American martial artist

Ricky Lundell is a martial artist and a martial arts coach. He is a 3rd degree Brazilian Jiu Jitsu black belt under Pedro Sauer. Credited with being one of the youngest North American to receive the rank of black belt in Brazilian Jiu-Jitsu at age 19, Ricky has competed successfully at various international grappling competitions, and has also made a career in coaching. His adeptness at grappling has earned him the nickname 'The Grappling Chimera'.

==College==

Ricky started college at Utah Valley University when he was 15 years old and graduated with a science degree at 18. He was recruited by Cody and Cael Sanderson as a college senior to wrestle for Iowa State University at the age of 20. He is the first NCAA Division I wrestler to ever be recruited having only jiu-jitsu/submission grappling experience and no folkstyle match experience.
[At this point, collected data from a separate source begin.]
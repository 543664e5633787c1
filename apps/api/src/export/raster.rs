//! Surface -> RGB raster at `SUPERSAMPLE` x the CSS pixel size.
//!
//! Rectangles and images are filled directly; text lines are shaped and drawn
//! by cosmic-text. Lines arrive already wrapped, so shaping runs with wrapping
//! disabled and each line lands at its top-anchored box.

use std::sync::Mutex;

use cosmic_text::{
    fontdb, Attrs, Buffer, Color, Family, FontSystem, Metrics, Shaping, SwashCache, Weight, Wrap,
};
use image::{imageops::FilterType, Rgb as Pixel, RgbImage};

use crate::editor::profile_image::{decode_data_uri, decode_limited};
use crate::export::ExportError;
use crate::layout::page::SUPERSAMPLE;
use crate::layout::{FontFamily, FontWeight, BUNDLED_FACES};
use crate::render::surface::{Element, Surface, LINE_HEIGHT};
use crate::style::Rgb;

/// Largest raster edge accepted, in device pixels.
const MAX_EDGE: u32 = 32_000;

struct Fonts {
    system: FontSystem,
    cache: SwashCache,
}

/// Owns the font database and glyph cache. One rasterizer is created at
/// startup and shared.
pub struct Rasterizer {
    fonts: Mutex<Fonts>,
}

/// Font database holding only the faces compiled into the binary. Installed
/// system fonts are never consulted, so output does not depend on the host.
pub fn bundled_font_db() -> fontdb::Database {
    let mut db = fontdb::Database::new();
    for face in &BUNDLED_FACES {
        db.load_font_data(face.data().to_vec());
    }
    db.set_sans_serif_family(BUNDLED_FACES[0].family);
    db.set_serif_family(BUNDLED_FACES[2].family);
    db.set_monospace_family(BUNDLED_FACES[4].family);
    db
}

impl Rasterizer {
    /// Rasterizer over the bundled faces.
    pub fn new() -> Self {
        let db = bundled_font_db();
        tracing::info!(faces = db.len(), "font database loaded");
        Self::with_font_db(db)
    }

    /// Rasterizer over an explicit font database (empty in tests).
    pub fn with_font_db(db: fontdb::Database) -> Self {
        Self::from_system(FontSystem::new_with_locale_and_db("en-US".to_string(), db))
    }

    fn from_system(system: FontSystem) -> Self {
        Self {
            fonts: Mutex::new(Fonts {
                system,
                cache: SwashCache::new(),
            }),
        }
    }

    /// Draws `surface` into a new image `SUPERSAMPLE` times its pixel size.
    /// CPU-bound; call it from `tokio::task::spawn_blocking`.
    pub fn rasterize(&self, surface: &Surface) -> Result<RgbImage, ExportError> {
        let (w, h) = surface.pixel_size();
        let (width, height) = (w * SUPERSAMPLE, h * SUPERSAMPLE);
        if width == 0 || height == 0 || width > MAX_EDGE || height > MAX_EDGE {
            return Err(ExportError::Rasterize(format!(
                "surface size {w}x{h} cannot be rasterized"
            )));
        }

        let mut canvas = RgbImage::from_pixel(width, height, pixel(surface.background));
        let scale = SUPERSAMPLE as f32;
        let mut fonts = self
            .fonts
            .lock()
            .map_err(|_| ExportError::Rasterize("font system lock poisoned".to_string()))?;
        let Fonts { system, cache } = &mut *fonts;

        for element in surface.elements() {
            match element {
                Element::Rect {
                    x,
                    y,
                    width,
                    height,
                    fill,
                    radius,
                } => fill_rect(
                    &mut canvas,
                    x * scale,
                    y * scale,
                    width * scale,
                    height * scale,
                    radius * scale,
                    *fill,
                ),
                Element::Text {
                    x,
                    y,
                    text,
                    size,
                    family,
                    weight,
                    color,
                } => draw_text(
                    &mut canvas,
                    system,
                    cache,
                    TextRun {
                        x: x * scale,
                        y: y * scale,
                        text,
                        size: size * scale,
                        family: *family,
                        weight: *weight,
                        color: *color,
                    },
                )?,
                Element::Image {
                    x,
                    y,
                    width,
                    height,
                    source,
                    circular,
                } => draw_image(
                    &mut canvas,
                    x * scale,
                    y * scale,
                    width * scale,
                    height * scale,
                    source,
                    *circular,
                )?,
            }
        }

        tracing::debug!(width, height, elements = surface.elements().len(), "surface rasterized");
        Ok(canvas)
    }
}

impl Default for Rasterizer {
    fn default() -> Self {
        Self::new()
    }
}

fn pixel(c: Rgb) -> Pixel<u8> {
    Pixel([c.r, c.g, c.b])
}

fn blend(dst: &mut Pixel<u8>, src: [u8; 3], alpha: u8) {
    if alpha == 0 {
        return;
    }
    if alpha == 255 {
        dst.0 = src;
        return;
    }
    let a = alpha as u32;
    for (d, s) in dst.0.iter_mut().zip(src) {
        *d = ((s as u32 * a + *d as u32 * (255 - a) + 127) / 255) as u8;
    }
}

/// Pixel bounds of a float rectangle, clamped to the canvas.
fn bounds(canvas: &RgbImage, x: f32, y: f32, w: f32, h: f32) -> Option<(u32, u32, u32, u32)> {
    let x0 = x.round().max(0.0) as u32;
    let y0 = y.round().max(0.0) as u32;
    let x1 = ((x + w).round().max(0.0) as u32).min(canvas.width());
    let y1 = ((y + h).round().max(0.0) as u32).min(canvas.height());
    (x0 < x1 && y0 < y1).then_some((x0, y0, x1, y1))
}

/// Is the pixel center inside the rounded rectangle?
fn inside_rounded(px: f32, py: f32, x: f32, y: f32, w: f32, h: f32, r: f32) -> bool {
    if r <= 0.0 {
        return true;
    }
    let cx = px.clamp(x + r, x + w - r);
    let cy = py.clamp(y + r, y + h - r);
    let (dx, dy) = (px - cx, py - cy);
    dx * dx + dy * dy <= r * r
}

fn fill_rect(canvas: &mut RgbImage, x: f32, y: f32, w: f32, h: f32, radius: f32, fill: Rgb) {
    let Some((x0, y0, x1, y1)) = bounds(canvas, x, y, w, h) else {
        return;
    };
    let r = radius.min(w / 2.0).min(h / 2.0);
    let color = pixel(fill);
    for py in y0..y1 {
        for px in x0..x1 {
            if inside_rounded(px as f32 + 0.5, py as f32 + 0.5, x, y, w, h, r) {
                canvas.put_pixel(px, py, color);
            }
        }
    }
}

struct TextRun<'a> {
    x: f32,
    y: f32,
    text: &'a str,
    size: f32,
    family: FontFamily,
    weight: FontWeight,
    color: Rgb,
}

fn draw_text(
    canvas: &mut RgbImage,
    system: &mut FontSystem,
    cache: &mut SwashCache,
    run: TextRun<'_>,
) -> Result<(), ExportError> {
    if run.text.trim().is_empty() || run.size <= 0.0 {
        return Ok(());
    }
    if system.db().is_empty() {
        return Err(ExportError::Rasterize("no fonts are installed".to_string()));
    }
    // Same face the layout measured with.
    let face = run.family.face(run.weight);
    let attrs = Attrs::new()
        .family(Family::Name(face.family))
        .weight(Weight(face.weight));

    let mut buffer = Buffer::new(system, Metrics::new(run.size, run.size * LINE_HEIGHT));
    buffer.set_wrap(system, Wrap::None);
    buffer.set_size(system, None, None);
    buffer.set_text(system, run.text, attrs, Shaping::Advanced);
    buffer.shape_until_scroll(system, false);

    let (ox, oy) = (run.x.round() as i32, run.y.round() as i32);
    let (cw, ch) = (canvas.width() as i32, canvas.height() as i32);
    let base = Color::rgb(run.color.r, run.color.g, run.color.b);
    buffer.draw(system, cache, base, |gx, gy, w, h, color| {
        let alpha = color.a();
        if alpha == 0 {
            return;
        }
        for dy in 0..h as i32 {
            for dx in 0..w as i32 {
                let (px, py) = (ox + gx + dx, oy + gy + dy);
                if px < 0 || py < 0 || px >= cw || py >= ch {
                    continue;
                }
                blend(
                    canvas.get_pixel_mut(px as u32, py as u32),
                    [color.r(), color.g(), color.b()],
                    alpha,
                );
            }
        }
    });
    Ok(())
}

fn draw_image(
    canvas: &mut RgbImage,
    x: f32,
    y: f32,
    w: f32,
    h: f32,
    source: &str,
    circular: bool,
) -> Result<(), ExportError> {
    let Some((x0, y0, x1, y1)) = bounds(canvas, x, y, w, h) else {
        return Ok(());
    };
    let (_, bytes) = decode_data_uri(source)
        .map_err(|e| ExportError::Rasterize(format!("profile image: {e}")))?;
    let decoded =
        decode_limited(&bytes).map_err(|e| ExportError::Rasterize(format!("profile image: {e}")))?;
    let (tw, th) = (x1 - x0, y1 - y0);
    let Some((cx0, cy0, cw, ch)) = cover_crop(decoded.width(), decoded.height(), tw, th) else {
        return Ok(());
    };

    // Crop to the box aspect in source pixels, then scale straight to the box,
    // like `object-fit: cover`.
    let fitted = decoded
        .crop_imm(cx0, cy0, cw, ch)
        .resize_exact(tw, th, FilterType::Triangle)
        .to_rgba8();

    let (cx, cy, r) = (x + w / 2.0, y + h / 2.0, w.min(h) / 2.0);
    for py in y0..y1 {
        for px in x0..x1 {
            if circular {
                let (dx, dy) = (px as f32 + 0.5 - cx, py as f32 + 0.5 - cy);
                if dx * dx + dy * dy > r * r {
                    continue;
                }
            }
            let src = fitted.get_pixel(px - x0, py - y0).0;
            blend(canvas.get_pixel_mut(px, py), [src[0], src[1], src[2]], src[3]);
        }
    }
    Ok(())
}

/// Centered source region with the target's aspect ratio: `(x, y, w, h)`.
fn cover_crop(sw: u32, sh: u32, tw: u32, th: u32) -> Option<(u32, u32, u32, u32)> {
    if sw == 0 || sh == 0 || tw == 0 || th == 0 {
        return None;
    }
    let (sw64, sh64, tw64, th64) = (sw as u64, sh as u64, tw as u64, th as u64);
    let (cw, ch) = if sw64 * th64 > sh64 * tw64 {
        (((sh64 * tw64) / th64).clamp(1, sw64) as u32, sh)
    } else {
        (sw, ((sw64 * th64) / tw64).clamp(1, sh64) as u32)
    };
    Some(((sw - cw) / 2, (sh - ch) / 2, cw, ch))
}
Despite the NCAA's refusal to give Ricky any eligibility to start for the team at Iowa State University, Ricky lettered in wrestling and went on to win the USA World Team Trials where he won the Most Outstanding Grappler award. He later won the FILA Grappling World Championship while competing for the Cyclones.

==Competition==

Ricky is a two-time Pancrase (Submission Wrestling) World Champion at 149 lbs and a one-time Absolute Pancrase World Champion. He was the lightest person to win the absolute division of Pancrase by over 20 lbs and submitted 265 lbs two-time FILA heavyweight division silver medalist Brandon Ruiz. He represented the USA for Grappling twice and is a two-time FILA World Championship in Submission Grappling. Ricky holds notable wins over several world champions including Nicolas Renier, Tom Lecuyer, Brandon Ruiz, Alberto Crane and Jeff Glover, both in no-gi submission grappling tournaments. He also defeated John Kavanagh by way of footlock in the finals of the 2007 FILA world championships.

==Coaching==

Lundell is a strategy coach and head trainer for MMA at the University of Grappling in Lindon, Utah, a position he has held since 2008. He is the coach of current UFC fighters Jon Jones, Travis Browne, Frank Mir and former fighters Dan Hardy, Miesha Tate, and Carlos Condit.